I was thinking about my previous post and about craziness in general, and about variation too, about how all of our experiences are different and yet they overlap. I wonder if they overlap because they are caused by similar “defects” (as the medical model persists) or if they overlap because we, again, enjoy organizing things into categories. Because it seems to me, in reading the research, that there are many different pathways that cause many different experiences, and no matter how much the media tells you serotonin is responsible for anxiety and dopamine is responsible for psychosis, no one actually knows.

Here’s a tip: if you hear a psychologist or researcher presenting information to the media, their work probably hasn’t been peer reviewed or replicated yet.

And so that makes me think about the spectrum of psychosis. I mean, there’s a wide range of experiences, and I touched on them last time just; this difference between internal versus external voices and how they were once regarded separate in their effect but now are regarded quite similar, the only difference being those with primarily internal voices have more awareness of their “origin”.

Some people have visual hallucinations, some people don’t. Some people have very few, like me. Some people believe people are coming to kill them. Some people believe spirits are coming to kill them. Some people think they’re God. Some people think you’re Lucifer. Some people sit silent, aloof, and stare at a wall (me). Others run down the street. A tiny fraction of people become violent out of nothing more than fear or confused anger.

So, what is it that varies all these experiences? It can’t all be chemicals. After all, delusions and hallucinations have a lot of fun playing off things/people/events happening around you.

There’s no point in arguing nature versus nurture, we’ll never be conclusive on that. People can have opinions, but the data will never be conclusive. What I think, then, is things like this should be considered with that ambiguity in mind.

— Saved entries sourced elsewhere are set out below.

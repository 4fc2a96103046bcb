//! [`LedgerRpc`] over Solana JSON-RPC 2.0.
//!
//! ## Error Handling
//!
//! Node-side JSON-RPC error objects become [`RpcClientError::Rpc`], whose
//! `Display` is the node's message and nothing else. Faucet rate limits
//! and preflight failures therefore reach the user exactly as the node
//! worded them.

use std::sync::atomic::{AtomicU64, Ordering};
use std::time::Duration;

use async_trait::async_trait;
use base64::engine::general_purpose::STANDARD as BASE64;
use base64::Engine;
use chain_sol::transaction::blockhash_from_str;
use chain_sol::Address;
use reqwest::{Client, StatusCode};
use serde::de::DeserializeOwned;
use serde::{Deserialize, Serialize};
use serde_json::{json, Value};
use url::Url;

use crate::config::{Commitment, Config};
use crate::error::{ConfigError, TransportError};
use crate::rpc::{Confirmation, LedgerRpc};

/// Errors that can occur while talking to a Solana RPC node.
#[derive(Debug, thiserror::Error)]
pub enum RpcClientError {
    #[error("HTTP error: {context}: {source}")]
    Http {
        context: &'static str,
        #[source]
        source: reqwest::Error,
    },

    #[error("Unexpected HTTP status {status}: {context}: {body}")]
    HttpStatus {
        context: &'static str,
        status: StatusCode,
        body: String,
    },

    #[error("Failed to deserialize JSON: {context}: {source}")]
    JsonDeserialization {
        context: &'static str,
        #[source]
        source: reqwest::Error,
    },

    /// JSON-RPC error object returned by the node.
    #[error("{message}")]
    Rpc { code: i64, message: String },

    #[error("{context}: response carried neither result nor error")]
    MissingResult { context: &'static str },

    #[error("{context}: {reason}")]
    InvalidResponse { context: &'static str, reason: String },
}

impl From<RpcClientError> for TransportError {
    fn from(err: RpcClientError) -> Self {
        TransportError::new(err.to_string())
    }
}

#[derive(Serialize)]
struct RpcRequest<'a, P> {
    jsonrpc: &'static str,
    id: u64,
    method: &'a str,
    params: P,
}

#[derive(Deserialize)]
struct RpcResponse<T> {
    result: Option<T>,
    error: Option<RpcErrorObject>,
}

#[derive(Deserialize)]
struct RpcErrorObject {
    code: i64,
    message: String,
}

/// `{ context, value }` wrapper used by most read methods.
#[derive(Deserialize)]
struct WithContext<T> {
    value: T,
}

#[derive(Deserialize)]
#[serde(rename_all = "camelCase")]
struct LatestBlockhash {
    blockhash: String,
}

#[derive(Debug, Deserialize)]
#[serde(rename_all = "camelCase")]
struct SignatureStatus {
    err: Option<Value>,
    confirmation_status: Option<Commitment>,
}

/// A JSON-RPC client for a single Solana endpoint.
#[derive(Debug)]
pub struct JsonRpcClient {
    url: Url,
    client: Client,
    commitment: Commitment,
    timeout: Option<Duration>,
    confirm_poll_interval: Duration,
    confirm_max_attempts: u32,
    next_id: AtomicU64,
}

impl JsonRpcClient {
    /// Client for `url` with default commitment and polling.
    pub fn new(url: Url) -> Self {
        let defaults = crate::config::RpcConfig::default();
        Self {
            url,
            client: Client::new(),
            commitment: defaults.commitment,
            timeout: defaults.timeout(),
            confirm_poll_interval: defaults.confirm_poll_interval(),
            confirm_max_attempts: defaults.confirm_max_attempts,
            next_id: AtomicU64::new(1),
        }
    }

    /// Client for the configured cluster (or explicit URL).
    pub fn from_config(config: &Config) -> Result<Self, ConfigError> {
        let rpc = &config.rpc;
        Ok(Self::new(config.rpc_url()?)
            .with_commitment(rpc.commitment)
            .with_confirm_polling(rpc.confirm_poll_interval(), rpc.confirm_max_attempts)
            .with_optional_timeout(rpc.timeout()))
    }

    #[must_use]
    pub fn with_commitment(mut self, commitment: Commitment) -> Self {
        self.commitment = commitment;
        self
    }

    #[must_use]
    pub fn with_timeout(mut self, timeout: Duration) -> Self {
        self.timeout = Some(timeout);
        self
    }

    fn with_optional_timeout(mut self, timeout: Option<Duration>) -> Self {
        self.timeout = timeout;
        self
    }

    /// How often and how many times `getSignatureStatuses` is polled while
    /// confirming.
    #[must_use]
    pub fn with_confirm_polling(mut self, interval: Duration, max_attempts: u32) -> Self {
        self.confirm_poll_interval = interval;
        self.confirm_max_attempts = max_attempts.max(1);
        self
    }

    pub fn url(&self) -> &Url {
        &self.url
    }

    pub fn commitment(&self) -> Commitment {
        self.commitment
    }

    /// `getBalance`, in lamports.
    pub async fn get_balance(&self, account: &Address) -> Result<u64, RpcClientError> {
        let response: WithContext<u64> = self
            .call(
                "getBalance",
                json!([account.to_string(), { "commitment": self.commitment.as_str() }]),
            )
            .await?;
        Ok(response.value)
    }

    /// `requestAirdrop`; returns the airdrop transaction signature.
    pub async fn request_airdrop(
        &self,
        account: &Address,
        lamports: u64,
    ) -> Result<String, RpcClientError> {
        self.call(
            "requestAirdrop",
            json!([account.to_string(), lamports, { "commitment": self.commitment.as_str() }]),
        )
        .await
    }

    /// `getLatestBlockhash`, decoded to raw bytes.
    pub async fn latest_blockhash(&self) -> Result<[u8; 32], RpcClientError> {
        let response: WithContext<LatestBlockhash> = self
            .call(
                "getLatestBlockhash",
                json!([{ "commitment": self.commitment.as_str() }]),
            )
            .await?;
        blockhash_from_str(&response.value.blockhash).map_err(|e| {
            RpcClientError::InvalidResponse {
                context: "getLatestBlockhash",
                reason: e.to_string(),
            }
        })
    }

    /// `sendTransaction` with base64 wire encoding.
    pub async fn send_transaction(&self, wire: &[u8]) -> Result<String, RpcClientError> {
        self.call(
            "sendTransaction",
            json!([
                BASE64.encode(wire),
                { "encoding": "base64", "preflightCommitment": self.commitment.as_str() }
            ]),
        )
        .await
    }

    /// Poll `getSignatureStatuses` until the signature reaches the client's
    /// commitment, reports an error, or the attempt budget runs out.
    pub async fn confirm_transaction(
        &self,
        signature: &str,
    ) -> Result<Confirmation, RpcClientError> {
        for attempt in 1..=self.confirm_max_attempts {
            match self.signature_status(signature).await? {
                Some(SignatureStatus { err: Some(err), .. }) => {
                    return Ok(Confirmation::Failed(format!(
                        "transaction {signature} failed: {err}"
                    )));
                }
                Some(SignatureStatus {
                    confirmation_status: Some(status),
                    ..
                }) if status >= self.commitment => {
                    tracing::debug!(%signature, attempt, status = status.as_str(), "transaction confirmed");
                    return Ok(Confirmation::Confirmed);
                }
                _ => {}
            }
            if attempt < self.confirm_max_attempts {
                tokio::time::sleep(self.confirm_poll_interval).await;
            }
        }

        Ok(Confirmation::Failed(format!(
            "transaction {signature} was not confirmed after {} attempts",
            self.confirm_max_attempts
        )))
    }

    async fn signature_status(
        &self,
        signature: &str,
    ) -> Result<Option<SignatureStatus>, RpcClientError> {
        let response: WithContext<Vec<Option<SignatureStatus>>> = self
            .call("getSignatureStatuses", json!([[signature]]))
            .await?;
        Ok(response.value.into_iter().next().flatten())
    }

    /// Send one JSON-RPC request and unwrap its `result`.
    async fn call<P, R>(&self, method: &'static str, params: P) -> Result<R, RpcClientError>
    where
        P: Serialize,
        R: DeserializeOwned,
    {
        let id = self.next_id.fetch_add(1, Ordering::Relaxed);
        tracing::debug!(method, id, url = %self.url, "rpc request");

        let body = RpcRequest {
            jsonrpc: "2.0",
            id,
            method,
            params,
        };
        let mut req = self.client.post(self.url.clone()).json(&body);
        if let Some(timeout) = self.timeout {
            req = req.timeout(timeout);
        }
        let http_response = req
            .send()
            .await
            .map_err(|e| RpcClientError::Http {
                context: method,
                source: e,
            })?;

        let status = http_response.status();
        if !status.is_success() {
            let body = http_response
                .text()
                .await
                .unwrap_or_else(|e| format!("<unreadable body: {e}>"));
            return Err(RpcClientError::HttpStatus {
                context: method,
                status,
                body,
            });
        }

        let response = http_response
            .json::<RpcResponse<R>>()
            .await
            .map_err(|e| RpcClientError::JsonDeserialization {
                context: method,
                source: e,
            })?;

        match response {
            RpcResponse {
                error: Some(error), ..
            } => {
                tracing::warn!(method, id, code = error.code, message = %error.message, "rpc error");
                Err(RpcClientError::Rpc {
                    code: error.code,
                    message: error.message,
                })
            }
            RpcResponse {
                result: Some(result),
                ..
            } => Ok(result),
            _ => Err(RpcClientError::MissingResult { context: method }),
        }
    }
}

#[async_trait]
impl LedgerRpc for JsonRpcClient {
    async fn get_balance(&self, account: &Address) -> Result<u64, TransportError> {
        Ok(JsonRpcClient::get_balance(self, account).await?)
    }

    async fn request_airdrop(
        &self,
        account: &Address,
        lamports: u64,
    ) -> Result<String, TransportError> {
        Ok(JsonRpcClient::request_airdrop(self, account, lamports).await?)
    }

    async fn confirm_transaction(&self, signature: &str) -> Result<Confirmation, TransportError> {
        Ok(JsonRpcClient::confirm_transaction(self, signature).await?)
    }

    async fn latest_blockhash(&self) -> Result<[u8; 32], TransportError> {
        Ok(JsonRpcClient::latest_blockhash(self).await?)
    }

    async fn send_transaction(&self, wire: &[u8]) -> Result<String, TransportError> {
        Ok(JsonRpcClient::send_transaction(self, wire).await?)
    }
}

It’s another fact that we’re human and humans hold bias. Researchers who want to be that one person to find conclusive evidence that a specific pathway with a specific chemical and electrical impulse in the brain is responsible for the cluster of experiences we call schizophrenia or bipolar or depression or anxiety will find that conclusive evidence. It might not be significant, it might not be real, and it will probably be correlational at best, but they’ll find it because they’re searching for it. They’ll find it because the companies they’re researching for toss out the evidence which doesn’t support the theory–that’s a big source of fraud in medical science these days.

It’s difficult to be objective in regular, everyday life. It’s ten times more difficult in research psychology, especially if you’re after fame or truly believe that your efforts will save millions of lives. Because if you don’t become famous and you don’t save everyone’s lives then you’ve just spend hundreds of thosuands of dollars on a degree in a job that may never pay off in the ways you imagined. And no one wants their fantasy squashed.

So I implore you in your daily lives, and especially those of you studying psychology or any science really, to remember nothing is certain. Remember a theory can never be proven; no matter how much “evidence” you think you find, we can never claim it as an absolute truth. Remember falsifying theories is more important; if we weed out the false ideas we can get closer to the truth, kind of how a limit never approaches zero but does that funny thing where it gets super close. Remember you’re the ass if you bend to the whim of money and fame and bribes.

Who wants to be so certain of everything, anyway? I enjoy waking up in the morning unsure of what the day will bring, and even more so now that I’ve stopped thinking “OH GOD OH GOD WHAT’S GOING TO HAPPEN TODAY” and started embracing “I wonder what could happen today? Well, I guess I’ll just find out.”

Certainty is so boring. That’s probably why the universe doesn’t care for it.